Prof. Andrzej Fal, prezes Polskiego Towarzystwa Zdrowia Publicznego, komentując w TVN24 najnowsze dane dotyczące pandemii koronawirusa, stwierdził, że "dwie liczby są miarodajne i bardzo niepokojące". - Liczba zajętych respiratorów w zestawieniu z liczbą zgonów w ostatniej dobie oraz dynamika wzrostu średniej liczby w ciągu ostatnich czterech tygodni, tej słynnej kroczącej siedmiodniowej - sprecyzował. - Liczba zajętych respiratorów i dobowa liczba zgonów wskazują na to, jak dużo rodaków ciężko choruje na COVID-19, jak dużo Polaków wymaga wspomagania oddechu respiratorem bądź sprzętem wysokoprzepływowym.
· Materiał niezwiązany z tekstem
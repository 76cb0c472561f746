//! 渲染面（Render Surface）
//!
//! 会话逻辑只通过 RenderSurface 与界面交互：追加块、原地替换块、移除占位块、整体重置、
//! 总结面板与控件开关。UiSurface 将这些操作投影到 watch 通道上的 UiState，供 TUI 渲染。

use std::sync::atomic::{AtomicU64, Ordering};

use tokio::sync::watch;

use crate::core::state::{RenderedBlock, UiState};
use crate::memory::{Role, Summary, Turn, TurnId};

/// 欢迎语（不属于对话记录）
pub const WELCOME_TEXT: &str = "欢迎，我是您的心理咨询助手，请问有什么可以帮您？";
/// 总结面板占位文字
pub const SUMMARY_PLACEHOLDER: &str = "总结将在此处显示...";
/// 总结生成中的面板文字
pub const SUMMARY_BUSY_TEXT: &str = "正在分析对话内容...";

/// 换行转为渲染面的换行标记
pub fn to_line_breaks(text: &str) -> String {
    text.replace('\n', "<br>")
}

/// 渲染前将换行标记还原为换行
pub fn from_line_breaks(text: &str) -> String {
    text.replace("<br>", "\n")
}

#[derive(Clone, Copy, Debug, PartialEq, Eq, Hash)]
pub struct BlockId(pub u64);

#[derive(Clone, Copy, Debug, PartialEq, Eq)]
pub enum BlockKind {
    Welcome,
    User,
    Assistant,
    /// 系统级提示（错误等），与真实回复区分显示
    Notice,
    /// 等待回复的临时占位
    Pending,
}

/// 一个可渲染块；turn 为其展示的对话（如有）
#[derive(Clone, Debug, PartialEq, Eq)]
pub struct Block {
    pub kind: BlockKind,
    pub content: String,
    pub turn: Option<TurnId>,
}

impl Block {
    pub fn welcome() -> Self {
        Self {
            kind: BlockKind::Welcome,
            content: WELCOME_TEXT.to_string(),
            turn: None,
        }
    }

    pub fn pending() -> Self {
        Self {
            kind: BlockKind::Pending,
            content: "…".to_string(),
            turn: None,
        }
    }

    pub fn notice(content: impl Into<String>) -> Self {
        Self {
            kind: BlockKind::Notice,
            content: content.into(),
            turn: None,
        }
    }

    /// system 角色（系统提示）不渲染
    pub fn from_turn(id: TurnId, turn: &Turn) -> Option<Self> {
        let kind = match turn.role {
            Role::User => BlockKind::User,
            Role::Assistant => BlockKind::Assistant,
            Role::System => return None,
        };
        Some(Self {
            kind,
            content: turn.content.clone(),
            turn: Some(id),
        })
    }
}

/// 可被禁用的界面控件
#[derive(Clone, Copy, Debug, PartialEq, Eq)]
pub enum Control {
    Send,
    Summary,
}

/// 总结面板内容
#[derive(Clone, Debug, PartialEq, Eq)]
pub enum SummaryPanel {
    Placeholder,
    Busy(String),
    /// index 为对应的已存总结（本地摘要为 None）；editable 时可编辑
    Content {
        text: String,
        index: Option<usize>,
        editable: bool,
    },
    Error(String),
}

/// 渲染面接口
pub trait RenderSurface: Send + Sync {
    fn append(&self, block: Block) -> BlockId;

    fn replace(&self, id: BlockId, block: Block);

    fn remove(&self, id: BlockId);

    /// 整体重置（加载历史 / 清空后的完整重绘）
    fn reset(&self, blocks: Vec<Block>);

    fn find_turn(&self, turn: TurnId) -> Option<BlockId>;

    fn show_summary(&self, panel: SummaryPanel);

    /// 打开或关闭历史总结列表
    fn show_history(&self, history: Option<Vec<Summary>>);

    /// 一次性提示（连通性检测结果、清除完成等）
    fn alert(&self, text: String);

    fn set_control(&self, control: Control, enabled: bool);

    fn is_enabled(&self, control: Control) -> bool;

    fn clear_input(&self);
}

/// 基于 watch 通道的渲染面
pub struct UiSurface {
    tx: watch::Sender<UiState>,
    next_id: AtomicU64,
}

impl UiSurface {
    pub fn new() -> (Self, watch::Receiver<UiState>) {
        let (tx, rx) = watch::channel(UiState::default());
        (
            Self {
                tx,
                next_id: AtomicU64::new(0),
            },
            rx,
        )
    }

    pub fn subscribe(&self) -> watch::Receiver<UiState> {
        self.tx.subscribe()
    }

    pub fn snapshot(&self) -> UiState {
        self.tx.borrow().clone()
    }

    fn allocate(&self) -> BlockId {
        BlockId(self.next_id.fetch_add(1, Ordering::Relaxed))
    }
}

impl RenderSurface for UiSurface {
    fn append(&self, block: Block) -> BlockId {
        let id = self.allocate();
        self.tx.send_modify(|state| state.blocks.push(RenderedBlock { id, block }));
        id
    }

    fn replace(&self, id: BlockId, block: Block) {
        self.tx.send_modify(|state| {
            if let Some(slot) = state.blocks.iter_mut().find(|b| b.id == id) {
                slot.block = block;
            }
        });
    }

    fn remove(&self, id: BlockId) {
        self.tx.send_modify(|state| state.blocks.retain(|b| b.id != id));
    }

    fn reset(&self, blocks: Vec<Block>) {
        let rendered: Vec<RenderedBlock> = blocks
            .into_iter()
            .map(|block| RenderedBlock {
                id: self.allocate(),
                block,
            })
            .collect();
        self.tx.send_modify(|state| state.blocks = rendered);
    }

    fn find_turn(&self, turn: TurnId) -> Option<BlockId> {
        self.tx
            .borrow()
            .blocks
            .iter()
            .find(|b| b.block.turn == Some(turn))
            .map(|b| b.id)
    }

    fn show_summary(&self, panel: SummaryPanel) {
        self.tx.send_modify(|state| state.summary = panel);
    }

    fn show_history(&self, history: Option<Vec<Summary>>) {
        self.tx.send_modify(|state| state.history = history);
    }

    fn alert(&self, text: String) {
        self.tx.send_modify(|state| state.alert = Some(text));
    }

    fn set_control(&self, control: Control, enabled: bool) {
        self.tx.send_modify(|state| match control {
            Control::Send => state.send_enabled = enabled,
            Control::Summary => state.summary_enabled = enabled,
        });
    }

    fn is_enabled(&self, control: Control) -> bool {
        let state = self.tx.borrow();
        match control {
            Control::Send => state.send_enabled,
            Control::Summary => state.summary_enabled,
        }
    }

    fn clear_input(&self) {
        self.tx.send_modify(|state| state.input_epoch += 1);
    }
}

#[cfg(test)]
mod tests {
    use super::*;

    #[test]
    fn test_line_break_markup() {
        assert_eq!(to_line_breaks("a\nb\nc"), "a<br>b<br>c");
        assert_eq!(from_line_breaks("a<br>b"), "a\nb");
    }

    #[test]
    fn test_system_turn_is_not_rendered() {
        assert!(Block::from_turn(TurnId(0), &Turn::system("x")).is_none());
        let block = Block::from_turn(TurnId(3), &Turn::user("hi")).unwrap();
        assert_eq!(block.kind, BlockKind::User);
        assert_eq!(block.turn, Some(TurnId(3)));
    }

    #[test]
    fn test_ui_surface_append_replace_remove() {
        let (surface, rx) = UiSurface::new();
        let a = surface.append(Block::welcome());
        let b = surface.append(Block::from_turn(TurnId(1), &Turn::user("原话")).unwrap());
        let p = surface.append(Block::pending());
        surface.remove(p);
        surface.replace(b, Block::from_turn(TurnId(1), &Turn::user("新话")).unwrap());

        let state = rx.borrow().clone();
        assert_eq!(state.blocks.len(), 2);
        assert_eq!(state.blocks[0].id, a);
        assert_eq!(state.blocks[1].block.content, "新话");
        assert_eq!(surface.find_turn(TurnId(1)), Some(b));
    }

    #[test]
    fn test_ui_surface_controls_and_input_epoch() {
        let (surface, _rx) = UiSurface::new();
        assert!(surface.is_enabled(Control::Send));
        surface.set_control(Control::Send, false);
        assert!(!surface.is_enabled(Control::Send));
        assert!(surface.is_enabled(Control::Summary));
        surface.clear_input();
        assert_eq!(surface.snapshot().input_epoch, 1);
    }
}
Niestety, te zgony na poziomie 400 są wyraźnie wyższe niż obserwowaliśmy przez ostatnie dwa miesiące, gdy oscylowały wokół 230-250 - podkreślił.
Prof. Fal zwrócił uwagę, że średnia siedmiodniowa "wzrosła 3,5-krotnie". - Zaczynaliśmy miesiąc temu od około pięciu tysięcy przypadków, wczoraj mieliśmy 18 tysięcy przypadków. Widać istotny wzrost. Świadczy to oczywiście o rosnącej obecności wariantu brytyjskiego wirusa - stwierdził ekspert.
Ministerstwo Zdrowia poinformowało o 25 052 nowych zakażeniach koronawirusem. Według danych resortu, od wczoraj zmarły 453 osoby, a wyzdrowiało 6 001 osób. Z powodu COVID-19 zmarły 103 osoby, natomiast 350 osób zmarło z powodu współistnienia COVID-19 z innymi schorzeniami. W ciągu minionej doby wykonano prawie 85 tysięcy testów na obecność wirusa. Najwięcej nowych zakażeń potwierdzono w województwach: mazowieckim, śląskim i małopolskim, a najmniej w województwie opolskim. 436 zakażeń to dane bez wskazania adresu, które zostaną uzupełnione przez inspekcję sanitarną.
Od początku epidemii koronawirusa w Polsce potwierdzono prawie 1 milion 957 tysięcy zakażeń. W sumie zmarło ponad 48 tysięcy zakażonych osób, a wyzdrowiało ponad 1 milion 593 tysiące osób.